TASK ITEM: State the number of lines in the records beneath that hold the word "Halted", and add nothing.

(Data extracted from a collection)
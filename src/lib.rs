//! opflow Rust Library
//!
//! Este crate actúa como la capa de aplicación sobre `op-core`:
//! - Expone `config` con la configuración global (`CONFIG`).
//! - Expone `errors` con los errores de aplicación (`CoreError`).
//! - Expone `demo` con los pipelines que ejecuta el binario `main-core`.

pub mod config;
pub mod demo;
pub mod errors;
use serde::{Deserialize, Serialize};

/// Estado de una `Operation`.
///
/// Las transiciones válidas son:
/// - `Initialized` -> `Halted`
/// - `Initialized` -> `Succeeded`
/// - `Initialized` | `Halted` | `Succeeded` -> `Failed` (error escapando de la cadena)
///
/// `Halted` y `Succeeded` se alcanzan una sola vez; no hay reversión a
/// `Initialized`.
#[derive(Debug, Clone, Copy, Default, PartialEq, Eq, Hash, Serialize, Deserialize)]
pub enum OperationState {
    /// Construida, todavía sin ejecutar.
    #[default]
    Initialized,
    /// Salida anticipada esperada (no es un error).
    Halted,
    /// Camino normal.
    Succeeded,
    /// Un error escapó de la cadena de hooks.
    Failed,
}

impl OperationState {
    pub fn is_terminal(self) -> bool {
        !matches!(self, OperationState::Initialized)
    }
}
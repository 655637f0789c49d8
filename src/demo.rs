//! Pipelines de demostración construidos con las operaciones de stock.
use log::info;
use op_adapters::{exclaim, halting_gate, pair_generator, string_capitalizer, string_generator, string_multiplier, sum};
use op_core::{Args, Operation, OperationError, OperationType, Pipeline, Property, StageOptions};
use serde_json::Value;

use crate::config::DemoConfig;
use crate::errors::CoreError;

/// Lee una propiedad declarada del pipeline; un nombre no declarado es error.
fn property(op: &Operation, name: &str) -> Result<Value, OperationError> {
    op.try_get(name)
      .cloned()
      .ok_or_else(|| OperationError::InvalidArguments(format!("{} has no property `{name}`", op.operation_type().name())))
}

/// Generador seguido del multiplicador; separador y repeticiones vienen de
/// la configuración y pueden sobrescribirse con los keywords `separator` y
/// `repeat` del pipeline.
pub fn repeat_pipeline(config: &DemoConfig) -> OperationType {
    Pipeline::define("RepeatBacon").property(Property::new("repeat").with_default(config.repeat))
                                   .property(Property::new("separator").with_default(config.separator.as_str()))
                                   .then(&string_generator())
                                   .then_with(&string_multiplier(),
                                              StageOptions::new().computed("multiplicator", |op| property(op, "repeat"))
                                                                 .computed("separator", |op| property(op, "separator")))
                                   .build()
}

/// `capitalizer >> exclaim`, para mapear sobre colecciones.
pub fn shout() -> OperationType {
    string_capitalizer() >> exclaim()
}

/// El tercer stage nunca llega a ejecutarse.
pub fn gated_pipeline() -> OperationType {
    Pipeline::define("Gated").then(&string_generator())
                             .then_with(&halting_gate(), StageOptions::new().set("reason", "gate closed"))
                             .then(&string_capitalizer())
                             .build()
}

pub fn pair_sum() -> OperationType {
    Pipeline::compose("PairSum", &[pair_generator(), sum()])
}

/// Recibe el texto (input derivado del capitalizador) y lo repite.
pub fn echo_pipeline() -> OperationType {
    Pipeline::define("Echo").then(&string_capitalizer())
                            .then_with(&string_multiplier(), StageOptions::new().set("multiplicator", 2))
                            .build()
}

/// Ejecuta todas las demos y devuelve `(nombre, output)` en orden.
pub fn run_all(config: &DemoConfig) -> Result<Vec<(String, Value)>, CoreError> {
    let mut results = Vec::new();

    for ty in [repeat_pipeline(config), gated_pipeline(), pair_sum()] {
        let mut op = ty.new_instance(Args::new())?;
        let output = op.output()?;
        info!("{} [{}] -> {:?}: {output}", ty.name(), &ty.definition_hash()[..12], op.state());
        results.push((ty.name().to_string(), output));
    }

    let echo = echo_pipeline();
    let output = echo.call(Args::new().arg("hello"))?;
    info!("{} -> {output}", echo.name());
    results.push((echo.name().to_string(), output));

    let shout = shout();
    let words: Vec<Value> = ["hello", "world"].into_iter()
                                              .map(Value::from)
                                              .map(shout.as_fn())
                                              .collect::<Result<_, _>>()?;
    info!("{} -> {words:?}", shout.name());
    results.push((shout.name().to_string(), Value::Array(words)));

    Ok(results)
}
//! Fusión de keywords entre stages.
//!
//! Semántica shallow: las claves de `overrides` pisan las de `base`.

use indexmap::IndexMap;
use op_core::pipeline::merge::merge_keywords;
use serde_json::{json, Value};

fn map(pairs: &[(&str, Value)]) -> IndexMap<String, Value> {
    pairs.iter().map(|(k, v)| (k.to_string(), v.clone())).collect()
}

#[test]
fn overrides_win_and_order_is_kept() {
    let base = map(&[("x", json!(1)), ("keep", json!("a"))]);
    let overrides = map(&[("x", json!(2)), ("new", json!(true))]);

    let out = merge_keywords(base, overrides);

    // claves existentes se sobreescriben en su posición
    assert_eq!(out["x"], json!(2));
    assert_eq!(out["keep"], json!("a"));
    // claves nuevas van al final
    assert_eq!(out.keys().collect::<Vec<_>>(), vec!["x", "keep", "new"]);
}
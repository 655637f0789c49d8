//! Configuración central de la aplicación.
//! Carga variables de entorno (.env) y expone una estructura inmutable (`CONFIG`).
use log::warn;
use once_cell::sync::Lazy;
use std::env;

use crate::errors::CoreError;

pub const DEFAULT_LOG_LEVEL: &str = "info";
pub const DEFAULT_SEPARATOR: &str = " - ";
pub const DEFAULT_REPEAT: i64 = 3;

/// Configuración global de la aplicación.
#[derive(Debug, Clone, PartialEq, Eq)]
pub struct AppConfig {
    /// Filtro de logging (sintaxis de `env_logger`, p. ej. `debug` u
    /// `op_core=trace`).
    pub log_level: String,
    /// Parámetros de los pipelines de demo.
    pub demo: DemoConfig,
}

#[derive(Debug, Clone, PartialEq, Eq)]
pub struct DemoConfig {
    /// Separador del stage multiplicador.
    pub separator: String,
    /// Repeticiones del stage multiplicador.
    pub repeat: i64,
}

impl Default for AppConfig {
    fn default() -> Self {
        Self { log_level: DEFAULT_LOG_LEVEL.to_string(),
               demo: DemoConfig { separator: DEFAULT_SEPARATOR.to_string(),
                                  repeat: DEFAULT_REPEAT } }
    }
}

impl AppConfig {
    /// Lee `OPFLOW_LOG`, `OPFLOW_SEPARATOR` y `OPFLOW_REPEAT` del entorno.
    pub fn from_env() -> Result<Self, CoreError> {
        Self::from_lookup(|key| env::var(key).ok())
    }

    /// Igual que `from_env` pero con una fuente de variables arbitraria.
    pub fn from_lookup<F>(lookup: F) -> Result<Self, CoreError>
        where F: Fn(&str) -> Option<String>
    {
        let defaults = Self::default();
        let repeat = match lookup("OPFLOW_REPEAT") {
            Some(raw) => raw.trim()
                            .parse::<i64>()
                            .ok()
                            .filter(|n| *n >= 0)
                            .ok_or_else(|| CoreError::Config(format!("OPFLOW_REPEAT inválido: `{raw}`")))?,
            None => defaults.demo.repeat,
        };
        Ok(Self { log_level: lookup("OPFLOW_LOG").unwrap_or(defaults.log_level),
                  demo: DemoConfig { separator: lookup("OPFLOW_SEPARATOR").unwrap_or(defaults.demo.separator),
                                     repeat } })
    }
}

/// Instancia global perezosa de configuración, evaluada una sola vez.
pub static CONFIG: Lazy<AppConfig> = Lazy::new(|| {
    let _ = dotenvy::dotenv();
    AppConfig::from_env().unwrap_or_else(|e| {
                             warn!("{e}; usando configuración por defecto");
                             AppConfig::default()
                         })
});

ANSWER TO THIS EXERCISE: 4